>>>>

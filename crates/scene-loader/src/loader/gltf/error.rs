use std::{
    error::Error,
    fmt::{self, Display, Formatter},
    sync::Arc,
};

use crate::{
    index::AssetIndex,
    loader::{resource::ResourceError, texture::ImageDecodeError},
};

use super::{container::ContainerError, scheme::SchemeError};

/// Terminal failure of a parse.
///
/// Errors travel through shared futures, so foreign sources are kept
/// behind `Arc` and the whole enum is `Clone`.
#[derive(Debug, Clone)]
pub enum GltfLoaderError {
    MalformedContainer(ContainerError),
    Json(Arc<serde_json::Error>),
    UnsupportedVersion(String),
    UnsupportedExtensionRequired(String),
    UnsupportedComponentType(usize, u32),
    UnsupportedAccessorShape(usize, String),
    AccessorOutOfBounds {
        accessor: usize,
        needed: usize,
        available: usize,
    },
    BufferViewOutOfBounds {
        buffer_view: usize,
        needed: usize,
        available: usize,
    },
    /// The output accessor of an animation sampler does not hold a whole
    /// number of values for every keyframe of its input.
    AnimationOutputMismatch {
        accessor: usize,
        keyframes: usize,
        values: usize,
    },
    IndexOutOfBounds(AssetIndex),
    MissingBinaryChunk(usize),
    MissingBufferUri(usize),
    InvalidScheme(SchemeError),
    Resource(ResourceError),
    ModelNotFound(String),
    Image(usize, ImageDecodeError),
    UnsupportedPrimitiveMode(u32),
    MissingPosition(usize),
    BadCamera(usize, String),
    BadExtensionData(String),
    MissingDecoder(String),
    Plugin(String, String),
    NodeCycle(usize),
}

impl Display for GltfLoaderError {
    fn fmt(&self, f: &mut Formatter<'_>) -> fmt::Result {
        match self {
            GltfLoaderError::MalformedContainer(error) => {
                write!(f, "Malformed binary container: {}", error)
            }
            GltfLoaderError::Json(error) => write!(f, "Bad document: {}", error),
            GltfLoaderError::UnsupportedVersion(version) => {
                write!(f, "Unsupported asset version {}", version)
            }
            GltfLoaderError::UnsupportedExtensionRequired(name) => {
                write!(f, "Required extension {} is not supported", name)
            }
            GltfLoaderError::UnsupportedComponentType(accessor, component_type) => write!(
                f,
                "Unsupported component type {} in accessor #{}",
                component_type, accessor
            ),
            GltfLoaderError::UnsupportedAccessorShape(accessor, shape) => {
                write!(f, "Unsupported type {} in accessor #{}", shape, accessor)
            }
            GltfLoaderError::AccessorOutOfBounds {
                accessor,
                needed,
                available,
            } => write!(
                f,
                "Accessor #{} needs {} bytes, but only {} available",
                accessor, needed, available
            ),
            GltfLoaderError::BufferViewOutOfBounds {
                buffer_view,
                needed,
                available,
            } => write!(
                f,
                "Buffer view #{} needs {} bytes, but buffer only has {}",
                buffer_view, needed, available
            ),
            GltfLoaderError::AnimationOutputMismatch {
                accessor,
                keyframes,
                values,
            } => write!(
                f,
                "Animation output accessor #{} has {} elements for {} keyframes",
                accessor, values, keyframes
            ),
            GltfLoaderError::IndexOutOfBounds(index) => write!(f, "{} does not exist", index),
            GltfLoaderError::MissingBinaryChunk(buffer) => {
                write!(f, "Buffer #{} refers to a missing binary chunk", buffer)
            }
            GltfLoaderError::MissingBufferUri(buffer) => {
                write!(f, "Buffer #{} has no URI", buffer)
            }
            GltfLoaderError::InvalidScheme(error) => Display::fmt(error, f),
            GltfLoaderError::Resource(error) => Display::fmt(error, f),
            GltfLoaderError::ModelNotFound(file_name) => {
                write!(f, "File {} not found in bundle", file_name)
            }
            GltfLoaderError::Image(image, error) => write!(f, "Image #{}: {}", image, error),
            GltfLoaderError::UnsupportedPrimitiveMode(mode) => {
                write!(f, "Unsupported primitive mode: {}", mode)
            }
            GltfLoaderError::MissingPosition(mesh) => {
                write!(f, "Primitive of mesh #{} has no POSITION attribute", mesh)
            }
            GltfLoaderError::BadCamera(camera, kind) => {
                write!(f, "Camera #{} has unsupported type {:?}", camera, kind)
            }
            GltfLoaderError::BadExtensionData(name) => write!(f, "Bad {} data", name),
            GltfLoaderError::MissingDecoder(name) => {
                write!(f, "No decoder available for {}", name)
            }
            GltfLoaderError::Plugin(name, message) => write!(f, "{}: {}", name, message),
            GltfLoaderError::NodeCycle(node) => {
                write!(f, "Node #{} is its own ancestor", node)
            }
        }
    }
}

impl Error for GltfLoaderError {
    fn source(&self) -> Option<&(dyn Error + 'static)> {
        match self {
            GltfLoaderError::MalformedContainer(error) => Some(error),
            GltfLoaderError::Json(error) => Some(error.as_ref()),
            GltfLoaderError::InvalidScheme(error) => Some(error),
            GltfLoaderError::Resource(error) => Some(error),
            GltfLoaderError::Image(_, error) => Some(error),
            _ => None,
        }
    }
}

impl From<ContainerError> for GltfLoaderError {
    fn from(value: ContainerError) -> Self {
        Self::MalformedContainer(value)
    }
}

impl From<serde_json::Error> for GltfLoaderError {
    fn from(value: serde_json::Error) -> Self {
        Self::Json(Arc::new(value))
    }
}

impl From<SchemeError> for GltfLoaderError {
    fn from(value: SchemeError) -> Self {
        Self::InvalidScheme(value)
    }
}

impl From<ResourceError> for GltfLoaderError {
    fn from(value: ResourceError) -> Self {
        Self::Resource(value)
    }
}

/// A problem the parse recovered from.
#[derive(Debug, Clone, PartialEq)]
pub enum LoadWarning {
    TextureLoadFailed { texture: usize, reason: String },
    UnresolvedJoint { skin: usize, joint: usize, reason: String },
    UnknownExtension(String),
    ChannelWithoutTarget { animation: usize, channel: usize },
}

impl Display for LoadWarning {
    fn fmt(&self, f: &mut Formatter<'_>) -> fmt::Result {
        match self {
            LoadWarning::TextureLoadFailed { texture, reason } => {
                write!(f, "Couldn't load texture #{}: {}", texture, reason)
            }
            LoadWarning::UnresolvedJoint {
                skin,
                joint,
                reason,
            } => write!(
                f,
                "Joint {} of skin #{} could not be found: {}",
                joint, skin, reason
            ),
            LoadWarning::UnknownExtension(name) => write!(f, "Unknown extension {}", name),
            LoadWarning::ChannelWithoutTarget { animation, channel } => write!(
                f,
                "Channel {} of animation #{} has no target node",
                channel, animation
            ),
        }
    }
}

<<<<

Work task -> Retype each entry exactly.

Response area ->
filename crates/scene-loader/src/loader/gltf/error.rs
use std::{
    error::Error,
    fmt::{self, Display, Formatter},
    sync::Arc,
};

use crate::{
    index::AssetIndex,
    loader::{resource::ResourceError, texture::ImageDecodeError},
};

use super::{container::ContainerError, scheme::SchemeError};

/// Terminal failure of a parse.
///
/// Errors travel through shared futures, so foreign sources are kept
/// behind `Arc` and the whole enum is `Clone`.
#[derive(Debug, Clone)]
pub enum GltfLoaderError {
    MalformedContainer(ContainerError),
    Json(Arc<serde_json::Error>),
    UnsupportedVersion(String),
    UnsupportedExtensionRequired(String),
    UnsupportedComponentType(usize, u32),
    UnsupportedAccessorShape(usize, String),
    AccessorOutOfBounds {
        accessor: usize,
        needed: usize,
        available: usize,
    },
    BufferViewOutOfBounds {
        buffer_view: usize,
        needed: usize,
        available: usize,
    },
    /// The output accessor of an animation sampler does not hold a whole
    /// number of values for every keyframe of its input.
    AnimationOutputMismatch {
        accessor: usize,
        keyframes: usize,
        values: usize,
    },
    IndexOutOfBounds(AssetIndex),
    MissingBinaryChunk(usize),
    MissingBufferUri(usize),
    InvalidScheme(SchemeError),
    Resource(ResourceError),
    ModelNotFound(String),
    Image(usize, ImageDecodeError),
    UnsupportedPrimitiveMode(u32),
    MissingPosition(usize),
    BadCamera(usize, String),
    BadExtensionData(String),
    MissingDecoder(String),
    Plugin(String, String),
    NodeCycle(usize),
}

impl Display for GltfLoaderError {
    fn fmt(&self, f: &mut Formatter<'_>) -> fmt::Result {
        match self {
            GltfLoaderError::MalformedContainer(error) => {
                write!(f, "Malformed binary container: {}", error)
            }
            GltfLoaderError::Json(error) => write!(f, "Bad document: {}", error),
            GltfLoaderError::UnsupportedVersion(version) => {
                write!(f, "Unsupported asset version {}", version)
            }
            GltfLoaderError::UnsupportedExtensionRequired(name) => {
                write!(f, "Required extension {} is not supported", name)
            }
            GltfLoaderError::UnsupportedComponentType(accessor, component_type) => write!(
                f,
                "Unsupported component type {} in accessor #{}",
                component_type, accessor
            ),
            GltfLoaderError::UnsupportedAccessorShape(accessor, shape) => {
                write!(f, "Unsupported type {} in accessor #{}", shape, accessor)
            }
            GltfLoaderError::AccessorOutOfBounds {
                accessor,
                needed,
                available,
            } => write!(
                f,
                "Accessor #{} needs {} bytes, but only {} available",
                accessor, needed, available
            ),
            GltfLoaderError::BufferViewOutOfBounds {
                buffer_view,
                needed,
                available,
            } => write!(
                f,
                "Buffer view #{} needs {} bytes, but buffer only has {}",
                buffer_view, needed, available
            ),
            GltfLoaderError::AnimationOutputMismatch {
                accessor,
                keyframes,
                values,
            } => write!(
                f,
                "Animation output accessor #{} has {} elements for {} keyframes",
                accessor, values, keyframes
            ),
            GltfLoaderError::IndexOutOfBounds(index) => write!(f, "{} does not exist", index),
            GltfLoaderError::MissingBinaryChunk(buffer) => {
                write!(f, "Buffer #{} refers to a missing binary chunk", buffer)
            }
            GltfLoaderError::MissingBufferUri(buffer) => {
                write!(f, "Buffer #{} has no URI", buffer)
            }
            GltfLoaderError::InvalidScheme(error) => Display::fmt(error, f),
            GltfLoaderError::Resource(error) => Display::fmt(error, f),
            GltfLoaderError::ModelNotFound(file_name) => {
                write!(f, "File {} not found in bundle", file_name)
            }
            GltfLoaderError::Image(image, error) => write!(f, "Image #{}: {}", image, error),
            GltfLoaderError::UnsupportedPrimitiveMode(mode) => {
                write!(f, "Unsupported primitive mode: {}", mode)
            }
            GltfLoaderError::MissingPosition(mesh) => {
                write!(f, "Primitive of mesh #{} has no POSITION attribute", mesh)
            }
            GltfLoaderError::BadCamera(camera, kind) => {
                write!(f, "Camera #{} has unsupported type {:?}", camera, kind)
            }
            GltfLoaderError::BadExtensionData(name) => write!(f, "Bad {} data", name),
            GltfLoaderError::MissingDecoder(name) => {
                write!(f, "No decoder available for {}", name)
            }
            GltfLoaderError::Plugin(name, message) => write!(f, "{}: {}", name, message),
            GltfLoaderError::NodeCycle(node) => {
                write!(f, "Node #{} is its own ancestor", node)
            }
        }
    }
}

impl Error for GltfLoaderError {
    fn source(&self) -> Option<&(dyn Error + 'static)> {
        match self {
            GltfLoaderError::MalformedContainer(error) => Some(error),
            GltfLoaderError::Json(error) => Some(error.as_ref()),
            GltfLoaderError::InvalidScheme(error) => Some(error),
            GltfLoaderError::Resource(error) => Some(error),
            GltfLoaderError::Image(_, error) => Some(error),
            _ => None,
        }
    }
}

impl From<ContainerError> for GltfLoaderError {
    fn from(value: ContainerError) -> Self {
        Self::MalformedContainer(value)
    }
}

impl From<serde_json::Error> for GltfLoaderError {
    fn from(value: serde_json::Error) -> Self {
        Self::Json(Arc::new(value))
    }
}

impl From<SchemeError> for GltfLoaderError {
    fn from(value: SchemeError) -> Self {
        Self::InvalidScheme(value)
    }
}

impl From<ResourceError> for GltfLoaderError {
    fn from(value: ResourceError) -> Self {
        Self::Resource(value)
    }
}

/// A problem the parse recovered from.
#[derive(Debug, Clone, PartialEq)]
pub enum LoadWarning {
    TextureLoadFailed { texture: usize, reason: String },
    UnresolvedJoint { skin: usize, joint: usize, reason: String },
    UnknownExtension(String),
    ChannelWithoutTarget { animation: usize, channel: usize },
}

impl Display for LoadWarning {
    fn fmt(&self, f: &mut Formatter<'_>) -> fmt::Result {
        match self {
            LoadWarning::TextureLoadFailed { texture, reason } => {
                write!(f, "Couldn't load texture #{}: {}", texture, reason)
            }
            LoadWarning::UnresolvedJoint {
                skin,
                joint,
                reason,
            } => write!(
                f,
                "Joint {} of skin #{} could not be found: {}",
                joint, skin, reason
            ),
            LoadWarning::UnknownExtension(name) => write!(f, "Unknown extension {}", name),
            LoadWarning::ChannelWithoutTarget { animation, channel } => write!(
                f,
                "Channel {} of animation #{} has no target node",
                channel, animation
            ),
        }
    }
}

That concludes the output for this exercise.